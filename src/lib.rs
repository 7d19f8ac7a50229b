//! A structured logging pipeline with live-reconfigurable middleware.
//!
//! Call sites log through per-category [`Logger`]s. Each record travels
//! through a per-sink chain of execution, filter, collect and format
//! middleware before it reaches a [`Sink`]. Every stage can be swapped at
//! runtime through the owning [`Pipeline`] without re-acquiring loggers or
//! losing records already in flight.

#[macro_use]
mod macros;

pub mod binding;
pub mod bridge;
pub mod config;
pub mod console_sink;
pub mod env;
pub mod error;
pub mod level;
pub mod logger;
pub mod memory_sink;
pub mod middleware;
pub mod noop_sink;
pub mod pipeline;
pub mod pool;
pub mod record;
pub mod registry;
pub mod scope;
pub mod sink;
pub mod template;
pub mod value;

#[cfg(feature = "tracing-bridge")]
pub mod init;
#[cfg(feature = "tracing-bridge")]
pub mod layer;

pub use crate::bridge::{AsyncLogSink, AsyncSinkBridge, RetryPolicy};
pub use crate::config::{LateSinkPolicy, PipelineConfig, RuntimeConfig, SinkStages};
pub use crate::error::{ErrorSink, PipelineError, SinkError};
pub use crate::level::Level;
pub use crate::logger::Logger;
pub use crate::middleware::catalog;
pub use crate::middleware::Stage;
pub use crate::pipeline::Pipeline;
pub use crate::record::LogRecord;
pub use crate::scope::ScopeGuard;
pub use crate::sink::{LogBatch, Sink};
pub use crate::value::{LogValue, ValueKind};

+++

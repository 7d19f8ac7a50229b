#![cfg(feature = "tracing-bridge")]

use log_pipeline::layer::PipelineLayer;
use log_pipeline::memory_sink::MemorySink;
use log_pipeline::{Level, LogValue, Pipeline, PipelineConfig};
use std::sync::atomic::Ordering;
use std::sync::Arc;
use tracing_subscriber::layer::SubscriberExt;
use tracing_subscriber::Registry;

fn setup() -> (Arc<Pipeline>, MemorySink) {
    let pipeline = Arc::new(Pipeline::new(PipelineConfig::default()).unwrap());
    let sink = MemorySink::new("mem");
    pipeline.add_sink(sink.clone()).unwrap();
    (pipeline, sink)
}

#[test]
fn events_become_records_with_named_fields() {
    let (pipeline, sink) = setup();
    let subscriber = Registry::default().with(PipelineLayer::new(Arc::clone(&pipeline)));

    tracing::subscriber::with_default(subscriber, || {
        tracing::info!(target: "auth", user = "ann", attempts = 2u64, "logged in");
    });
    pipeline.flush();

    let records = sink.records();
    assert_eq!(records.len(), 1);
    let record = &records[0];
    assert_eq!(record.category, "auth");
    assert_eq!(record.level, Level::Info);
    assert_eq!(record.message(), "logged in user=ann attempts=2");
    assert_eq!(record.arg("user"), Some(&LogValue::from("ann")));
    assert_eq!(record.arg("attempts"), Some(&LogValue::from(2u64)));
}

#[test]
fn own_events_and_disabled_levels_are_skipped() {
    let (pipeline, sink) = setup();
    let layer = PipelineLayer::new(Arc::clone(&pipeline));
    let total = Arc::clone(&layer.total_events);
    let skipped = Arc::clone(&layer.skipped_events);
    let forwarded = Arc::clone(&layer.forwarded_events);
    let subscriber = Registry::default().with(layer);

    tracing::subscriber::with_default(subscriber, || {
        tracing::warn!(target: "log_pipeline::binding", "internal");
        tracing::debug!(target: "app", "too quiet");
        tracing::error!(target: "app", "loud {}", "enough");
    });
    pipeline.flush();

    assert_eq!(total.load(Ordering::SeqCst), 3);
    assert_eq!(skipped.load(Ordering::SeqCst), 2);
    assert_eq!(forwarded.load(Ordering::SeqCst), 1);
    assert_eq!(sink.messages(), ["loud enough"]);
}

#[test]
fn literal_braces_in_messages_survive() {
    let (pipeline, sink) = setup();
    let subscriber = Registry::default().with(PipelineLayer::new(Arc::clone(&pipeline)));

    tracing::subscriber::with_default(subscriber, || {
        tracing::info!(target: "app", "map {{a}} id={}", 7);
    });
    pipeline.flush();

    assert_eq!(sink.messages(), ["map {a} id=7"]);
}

+++

What the exercise asks: Each line above that includes "unwrap" counts once; state the total and nothing more.

Task answer: 2